Whenever the string "info" appears in a line below, please copy the line out.
%%
// Copyright 2025 Umberto Gotti <umberto.gotti@umbertogotti.dev>
// Licensed under the Apache License, Version 2.0
// http://www.apache.org/licenses/LICENSE-2.0

#![allow(dead_code)]

use async_trait::async_trait;
use std::collections::HashSet;
use std::sync::atomic::{AtomicUsize, Ordering};
use std::sync::Mutex;
use std::time::Duration;
use weather_fanout_core::{FetchError, FetchResult, WeatherFetcher, WeatherReport, WorkItem};

/// Deterministic in-memory fetcher
/// Every city reports {temp: 300.0, timezone: 19800, name: <city>, cod: 200}
pub struct StubFetcher {
    latency: Duration,
    jitter_ms: u64,
    failing: HashSet<String>,
    panicking: HashSet<String>,
    calls: Mutex<Vec<String>>,
    in_flight: AtomicUsize,
    max_in_flight: AtomicUsize,
}

impl StubFetcher {
    pub fn new() -> Self {
        Self {
            latency: Duration::ZERO,
            jitter_ms: 0,
            failing: HashSet::new(),
            panicking: HashSet::new(),
            calls: Mutex::new(Vec::new()),
            in_flight: AtomicUsize::new(0),
            max_in_flight: AtomicUsize::new(0),
        }
    }

    pub fn with_latency(mut self, latency: Duration) -> Self {
        self.latency = latency;
        self
    }

    /// Adds a random 0..jitter_ms delay on top of the fixed latency
    pub fn with_jitter_ms(mut self, jitter_ms: u64) -> Self {
        self.jitter_ms = jitter_ms;
        self
    }

    pub fn failing_on(mut self, city: &str) -> Self {
        self.failing.insert(city.to_string());
        self
    }

    pub fn panicking_on(mut self, city: &str) -> Self {
        self.panicking.insert(city.to_string());
        self
    }

    /// Cities fetched so far, in call order
    pub fn calls(&self) -> Vec<String> {
        self.calls.lock().unwrap().clone()
    }

    pub fn max_in_flight(&self) -> usize {
        self.max_in_flight.load(Ordering::SeqCst)
    }

    /// Fetch futures currently alive, including ones parked in a sleep
    pub fn in_flight(&self) -> usize {
        self.in_flight.load(Ordering::SeqCst)
    }
}

/// Counts a fetch as in flight until its future completes or is dropped
struct InFlight<'a> {
    current: &'a AtomicUsize,
}

impl<'a> InFlight<'a> {
    fn enter(current: &'a AtomicUsize, max: &AtomicUsize) -> Self {
        let now = current.fetch_add(1, Ordering::SeqCst) + 1;
        max.fetch_max(now, Ordering::SeqCst);
        Self { current }
    }
}

impl Drop for InFlight<'_> {
    fn drop(&mut self) {
        self.current.fetch_sub(1, Ordering::SeqCst);
    }
}

#[async_trait]
impl WeatherFetcher for StubFetcher {
    async fn fetch(&self, item: &WorkItem) -> FetchResult {
        self.calls.lock().unwrap().push(item.as_str().to_string());
        let _in_flight = InFlight::enter(&self.in_flight, &self.max_in_flight);

        let mut delay = self.latency;
        if self.jitter_ms > 0 {
            delay += Duration::from_millis(fastrand::u64(0..self.jitter_ms));
        }
        if !delay.is_zero() {
            tokio::time::sleep(delay).await;
        }

        if self.panicking.contains(item.as_str()) {
            panic!("stub fetcher panicked on {}", item);
        }
        if self.failing.contains(item.as_str()) {
            return Err(FetchError::Transport(format!("{} unreachable", item)));
        }
        Ok(WeatherReport::new(item.as_str(), 300.0, 19800, 200))
    }
}

pub fn items(cities: &[&str]) -> Vec<WorkItem> {
    cities.iter().map(|c| WorkItem::from(*c)).collect()
}

pub fn numbered_items(n: usize) -> Vec<WorkItem> {
    (0..n).map(|i| WorkItem::new(format!("city-{}", i))).collect()
}
// Copyright 2025 Umberto Gotti <umberto.gotti@umbertogotti.dev>
// Licensed under the Apache License, Version 2.0
// http://www.apache.org/licenses/LICENSE-2.0

mod app_config;
mod cli;
mod open_weather_fetcher;

use crate::app_config::{AppConfig, RunMode};
use crate::cli::Cli;
use crate::open_weather_fetcher::OpenWeatherFetcher;
use clap::Parser;
use std::process::ExitCode;
use std::sync::Arc;
use std::time::Instant;
use tracing::{error, info, warn};
use tracing_subscriber::EnvFilter;
use weather_fanout_core::{
    ConcurrentRunner, ResultMessage, RunError, Runner, SequentialRunner, WorkItem,
};

#[tokio::main]
async fn main() -> Result<ExitCode, Box<dyn std::error::Error>> {
    tracing_subscriber::fmt()
        .with_writer(std::io::stderr)
        .with_env_filter(
            EnvFilter::try_from_default_env().unwrap_or_else(|_| EnvFilter::new("warn")),
        )
        .init();

    let cli = Cli::parse();
    let mut config = AppConfig::load_or_default(&cli.config)?;
    cli.apply(&mut config);

    let api_key = app_config::api_key_from_env()?;
    let fetcher = Arc::new(OpenWeatherFetcher::new(config.base_url.clone(), api_key)?);
    let run_config = config.run_config();

    let sequential = SequentialRunner::new(fetcher.clone(), run_config.clone());
    let concurrent = ConcurrentRunner::new(fetcher, run_config);

    // Setup Ctrl+C handler
    let tokens = [
        sequential.cancellation_token(),
        concurrent.cancellation_token(),
    ];
    tokio::spawn(async move {
        if tokio::signal::ctrl_c().await.is_ok() {
            warn!("Ctrl+C received, cancelling outstanding fetches");
            for token in &tokens {
                token.cancel();
            }
        }
    });

    let runners: Vec<&dyn Runner> = match config.mode {
        RunMode::Sequential => vec![&sequential as &dyn Runner],
        RunMode::Concurrent => vec![&concurrent as &dyn Runner],
        RunMode::Both => vec![&sequential as &dyn Runner, &concurrent as &dyn Runner],
    };
    let with_headers = runners.len() > 1;

    for runner in runners {
        if with_headers {
            println!("=== {} ===", runner.name());
        }
        let outcome = run_and_report(runner, config.work_items()).await;
        if outcome.is_err() {
            return Ok(exit_code(&outcome));
        }
    }

    Ok(ExitCode::SUCCESS)
}

/// An aborted run is already logged; it only needs a failing status
fn exit_code(outcome: &Result<(), RunError>) -> ExitCode {
    match outcome {
        Ok(()) => ExitCode::SUCCESS,
        Err(_) => ExitCode::FAILURE,
    }
}

/// Print each result as it arrives, then the elapsed time
/// An aborted run prints no summary line
async fn run_and_report(runner: &dyn Runner, items: Vec<WorkItem>) -> Result<(), RunError> {
    let start_time = Instant::now();
    let result = runner
        .run_with(items, &mut |message: &ResultMessage| println!("{}", message))
        .await;

    match result {
        Ok(report) => {
            if report.failed() > 0 {
                warn!(
                    runner = runner.name(),
                    failed = report.failed(),
                    "run finished with failures"
                );
            }
            info!(runner = runner.name(), succeeded = report.succeeded(), "run complete");
            println!("Time taken:- {:?}", start_time.elapsed());
            Ok(())
        }
        Err(e) => {
            error!(runner = runner.name(), error = %e, "run aborted");
            Err(e)
        }
    }
}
%%
- _Response box_
use tracing::{error, info, warn};
            info!(runner = runner.name(), succeeded = report.succeeded(), "run complete");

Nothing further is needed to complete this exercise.